A Specification for GADTs in Haskell?

Hello all, I recently came a cross a comment by Richard Eisenberg that there's actually no specification for GADTs and creating one would be a major research project (in a GHC proposal somewhere, I recall, but I don't remember exactly where). I was wondering what exactly does Richard's comment mean. What constitutes a specification for GADTs in Haskell? I suppose typing rules and semantics are necessary; what are the major roadblocks hindering the creation of a formal specification for GADTs in Haskell? Thanks! Xuanrui -- Xuanrui Qi Graduate School of Mathematics, Nagoya University https://www.xuanruiqi.com

A spec would be something in the spirit of the Haskell2010 perhaps? Typing rules written up, plus the syntax, plus specification for pattern matching. Cheers, Vanessa McHale
On Nov 26, 2019, at 8:54 AM, Xuanrui Qi
wrote: Hello all,
I recently came a cross a comment by Richard Eisenberg that there's actually no specification for GADTs and creating one would be a major research project (in a GHC proposal somewhere, I recall, but I don't remember exactly where).
I was wondering what exactly does Richard's comment mean. What constitutes a specification for GADTs in Haskell? I suppose typing rules and semantics are necessary; what are the major roadblocks hindering the creation of a formal specification for GADTs in Haskell?
Thanks!
Xuanrui
-- Xuanrui Qi Graduate School of Mathematics, Nagoya University https://www.xuanruiqi.com
_______________________________________________ Haskell-Cafe mailing list To (un)subscribe, modify options or view archives go to: http://mail.haskell.org/cgi-bin/mailman/listinfo/haskell-cafe Only members subscribed via the mailman list are allowed to post.

Hi Xuanrui and Vanessa,
Richard's PhD thesis is a big step towards having a specification for
GADTs, so if his comment is more than 3 years old (he published his thesis
in 2016), then the comment is outdated.

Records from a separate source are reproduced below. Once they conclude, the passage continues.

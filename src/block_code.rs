//! Encoder and maximum-likelihood decoder for the (20, N) block code of PUCCH format 2

use crate::{Bit, Error};

/// Number of code bits in a codeword
pub const CODEWORD_LEN: usize = 20;

/// Supported numbers of information bits
pub const SUPPORTED_NUM_INFO_BITS: [usize; 5] = [2, 4, 6, 8, 11];

/// Number of columns in the code table
const NUM_TABLE_COLUMNS: usize = 13;

/// Basis sequences for the code, one row per code bit, with column `0` as the MSB
const CODE_TABLE: [usize; CODEWORD_LEN] = [
    0b1100000000110,
    0b1110000001110,
    0b1001001011111,
    0b1011000010111,
    0b1111000100111,
    0b1100101110111,
    0b1010101011111,
    0b1001100110111,
    0b1101100101111,
    0b1011101001111,
    0b1010011101111,
    0b1110011010111,
    0b1001010111111,
    0b1101010101111,
    0b1000110100101,
    0b1100111101101,
    0b1110111001011,
    0b1001110010011,
    0b1101111100000,
    0b1000011000000,
];

/// Block code mapping `N` information bits to [`CODEWORD_LEN`] code bits
///
/// The generator matrix is made up of the first `N` columns of the code table.
#[derive(Clone, Eq, PartialEq, Debug)]
pub struct BlockCode {
    /// Number of information bits
    num_info_bits: usize,
    /// Generator matrix rows, with bit `j` of each mask holding column `j` of the code table
    row_masks: Vec<usize>,
}

impl BlockCode {
    /// Returns block code for a given number of information bits.
    ///
    /// # Parameters
    ///
    /// - `num_info_bits`: Number of information bits. Must be one of the values in
    ///   [`SUPPORTED_NUM_INFO_BITS`].
    ///
    /// # Errors
    ///
    /// Returns an error if `num_info_bits` is not supported.
    ///
    /// # Examples
    ///
    /// ```
    /// use pucch_f2::BlockCode;
    ///
    /// let code = BlockCode::new(11)?;
    /// assert!(BlockCode::new(3).is_err());
    /// # Ok::<(), Box<dyn std::error::Error>>(())
    /// ```
    pub fn new(num_info_bits: usize) -> Result<Self, Error> {
        if !SUPPORTED_NUM_INFO_BITS.contains(&num_info_bits) {
            return Err(Error::InvalidInput(format!(
                "Number of information bits must be one of {SUPPORTED_NUM_INFO_BITS:?} (found \
                {num_info_bits})"
            )));
        }
        Ok(Self {
            num_info_bits,
            row_masks: CODE_TABLE
                .iter()
                .map(|&row| row_mask(row, num_info_bits))
                .collect(),
        })
    }

    /// Returns number of information bits.
    #[must_use]
    pub fn num_info_bits(&self) -> usize {
        self.num_info_bits
    }

    /// Returns code bits for given information bits.
    ///
    /// # Parameters
    ///
    /// - `info_bits`: Information bits to be encoded.
    ///
    /// # Returns
    ///
    /// - `code_bits`: [`CODEWORD_LEN`] code bits, each the XOR of the information bits selected
    ///   by the corresponding row of the generator matrix.
    ///
    /// # Errors
    ///
    /// Returns an error if `info_bits.len()` is not equal to the number of information bits.
    ///
    /// # Examples
    ///
    /// ```
    /// use pucch_f2::{Bit, BlockCode};
    /// use Bit::{One, Zero};
    ///
    /// let code = BlockCode::new(2)?;
    /// let code_bits = code.encode(&[One, Zero])?;
    /// assert_eq!(code_bits, [One; 20]);
    /// # Ok::<(), Box<dyn std::error::Error>>(())
    /// ```
    pub fn encode(&self, info_bits: &[Bit]) -> Result<Vec<Bit>, Error> {
        if info_bits.len() != self.num_info_bits {
            return Err(Error::InvalidInput(format!(
                "Expected {} information bits (found {})",
                self.num_info_bits,
                info_bits.len()
            )));
        }
        Ok(self.code_bits(info_index(info_bits)))
    }

    /// Returns information bit decisions for given code bit LLR values.
    ///
    /// Decoding is by exhaustive search over all `2^N` candidates, in increasing order of their
    /// index (bit `j` of the index is information bit `j`). The candidate whose code bits have
    /// the largest correlation with the LLR values wins; among tied candidates, the one with the
    /// smallest index wins.
    ///
    /// # Parameters
    ///
    /// - `code_bits_llr`: Log-likelihood-ratio (LLR) values for the code bits, with positive
    ///   values indicating that `One` is more likely.
    ///
    /// # Returns
    ///
    /// - `info_bits_hat`: Decisions on the information bits.
    ///
    /// # Errors
    ///
    /// Returns an error if `code_bits_llr.len()` is not equal to [`CODEWORD_LEN`].
    ///
    /// # Examples
    ///
    /// ```
    /// use pucch_f2::{Bit, BlockCode};
    /// use Bit::{One, Zero};
    ///
    /// let code = BlockCode::new(2)?;
    /// let info_bits_hat = code.decode(&[0.7; 20])?;
    /// assert_eq!(info_bits_hat, [One, Zero]);
    /// # Ok::<(), Box<dyn std::error::Error>>(())
    /// ```
    pub fn decode(&self, code_bits_llr: &[f64]) -> Result<Vec<Bit>, Error> {
        if code_bits_llr.len() != CODEWORD_LEN {
            return Err(Error::InvalidInput(format!(
                "Expected {CODEWORD_LEN} code bit LLR values (found {})",
                code_bits_llr.len()
            )));
        }
        let mut best_index = 0;
        let mut best_metric = f64::NEG_INFINITY;
        for index in 0 .. 1 << self.num_info_bits {
            let metric = self.correlation_metric(index, code_bits_llr);
            // Strict comparison: earliest candidate wins ties
            if metric > best_metric {
                best_metric = metric;
                best_index = index;
            }
        }
        Ok(info_bits_from_index(best_index, self.num_info_bits))
    }

    /// Returns code bits for the information bits with given index.
    fn code_bits(&self, info_index: usize) -> Vec<Bit> {
        self.row_masks
            .iter()
            .map(|&mask| bitxor(info_index & mask))
            .collect()
    }

    /// Returns sum of LLR values over the positions in which the code bits for the information
    /// bits with given index are `One`.
    fn correlation_metric(&self, info_index: usize, code_bits_llr: &[f64]) -> f64 {
        self.row_masks
            .iter()
            .zip(code_bits_llr)
            .filter(|&(&mask, _)| bitxor(info_index & mask) == Bit::One)
            .map(|(_, &llr)| llr)
            .sum()
    }
}

/// Returns generator matrix row mask from given code table row.
fn row_mask(table_row: usize, num_info_bits: usize) -> usize {
    (0 .. num_info_bits)
        .filter(|&j| (table_row >> (NUM_TABLE_COLUMNS - 1 - j)) & 1 == 1)
        .fold(0, |mask, j| mask | (1 << j))
}

/// Returns index of given information bits, with bit `j` of the index being `info_bits[j]`.
fn info_index(info_bits: &[Bit]) -> usize {
    info_bits
        .iter()
        .enumerate()
        .fold(0, |index, (j, &bit)| index | ((bit as usize) << j))
}

/// Returns information bits with given index.
fn info_bits_from_index(info_index: usize, num_info_bits: usize) -> Vec<Bit> {
    (0 .. num_info_bits)
        .map(|j| bitxor((info_index >> j) & 1))
        .collect()
}

/// Returns XOR of bits in the binary representation of given integer.
fn bitxor(num: usize) -> Bit {
    match num.count_ones() % 2 {
        0 => Bit::Zero,
        _ => Bit::One,
    }
}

I have not read all of his thesis (
https://www.cis.upenn.edu/~sweirich/papers/eisenberg-thesis.pdf ), but I
think it's the closest thing to a semantics of GADTs there is out there
right now.
My guess is that what Richard means with 'having a semantics' involves
answering two things:
- which programs are considered 'correct' (i.e. well-typed)
- what is an execution-step for a correct program. This is a description
such that chaining valid execution-steps will cause terminating programs to
end up in a value. Here 'value' refers to a correct program with no more
possible outgoing execution steps. The description of the execution-step is
called 'operational semantics'.
A problem with Haskell's GADTs is that it has a non-terminating type
system. This makes it unclear how to answer the first question. I believe
the Pico language avoids this problem by requiring more type annotations. A
naive solution could be to state that any program for which the type
checker does not terminate is considered incorrect, but then one would need
to prove that all execution-steps preserve this property. Another solution
could be to ensure there is enough type information, and carry this type
information throughout the execution when describing the operational
semantics, which is the approach Richard seems to take. The downside is
that you are then not describing Haskell itself exactly, but a more
type-annotated version of it.
For his own intermediate haskell/GADT-inspired language Pico, Richard gives
those semantics in his thesis. He answers the first point by giving syntax
(Fig 5.1 and 5.2) and describing typing (up to Section 5.6). For the second
point, the execution steps are modeled by the rightward arrow notation
(along with some context captured in sigma and gamma) in Section 5.7. If
you want to quickly see how similar Pico is to Haskell, I suggest starting
with the examples in Section 5.5. It contains some typical GADT examples.
I hope this helps, did you ask Richard ( https://richarde.dev/ ) himself
yet? I did not, so I may be wrong in all of the above.
Best, Sebastiaan
On Tue, Nov 26, 2019 at 9:54 AM Xuanrui Qi
Hello all,
I recently came a cross a comment by Richard Eisenberg that there's actually no specification for GADTs and creating one would be a major research project (in a GHC proposal somewhere, I recall, but I don't remember exactly where).
I was wondering what exactly does Richard's comment mean. What constitutes a specification for GADTs in Haskell? I suppose typing rules and semantics are necessary; what are the major roadblocks hindering the creation of a formal specification for GADTs in Haskell?
Thanks!
Xuanrui
-- Xuanrui Qi Graduate School of Mathematics, Nagoya University https://www.xuanruiqi.com
_______________________________________________ Haskell-Cafe mailing list To (un)subscribe, modify options or view archives go to: http://mail.haskell.org/cgi-bin/mailman/listinfo/haskell-cafe Only members subscribed via the mailman list are allowed to post.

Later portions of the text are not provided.